Lara Szewczak and Brian Plosky
Messenger RNAs are largely of low abundance with limited lifetimes. Combating the experimental challenge of measuring RNAs in living cells, Miller et al. (2011) apply a combination of experimental and computational approaches to look at mRNA synthesis and decay in yeast with minimal perturbations to the cells. The trick, which has been previously applied in cells from other organisms, is to induce the cells to incorporate a nucleoside analog, 4-thiouridine, to enable selective isolation of newly synthesized transcripts. Microarray analysis of the selected mRNAs from more than 4000 yeast genes enables quantitative analysis of mRNA synthesis over time, and this information, coupled with decay rates, provides a cellular view on the dynamics of mRNA biogenesis and stability. The results confirm the general idea that most mRNAs are fleeting members of the cellular community, with only a few copies of each mRNA being made in a given cell cycle. The authors also find that transcription and decay can recur for a given sequence repeatedly during the cell cycle. Not unexpectedly, the two processes are uncoupled under basal conditions. However, the pattern changes during a stress response.
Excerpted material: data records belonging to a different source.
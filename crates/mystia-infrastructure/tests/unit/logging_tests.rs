//! Tests for logging helpers

use mystia_infrastructure::logging::parse_log_level;
use tracing::Level;

#[test]
fn test_parse_log_level_accepts_known_levels() {
    assert_eq!(parse_log_level("trace").unwrap(), Level::TRACE);
    assert_eq!(parse_log_level("DEBUG").unwrap(), Level::DEBUG);
    assert_eq!(parse_log_level("info").unwrap(), Level::INFO);
    assert_eq!(parse_log_level("warning").unwrap(), Level::WARN);
    assert_eq!(parse_log_level("error").unwrap(), Level::ERROR);
}

#[test]
fn test_parse_log_level_rejects_unknown() {
    assert!(parse_log_level("verbose").is_err());
}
For example, osmotic shock leads to a transient coregulation between the processes. During the first stage of the cellular response, both mRNA synthesis and decay are repressed as the cells hunker down to protect the resources that they have, followed by a increase in both synthesis and decay as response genes ride to the rescue in a short-term response and are then hustled away to make way for a return to homeostasis. Analysis of these cell-wide patterns also highlights new factors that are involved in the osmotic stress response and suggests candidate protein-protein interactions between transcription factors driving the response. The general utility of the approach will pave the way for similar analyses in diverse cell types, enabling a fine-scale dissection of mRNA dynamics in response to a variety of conditions.
Miller, C., et al. (2011). Mol. Syst. Biol. 7, 458.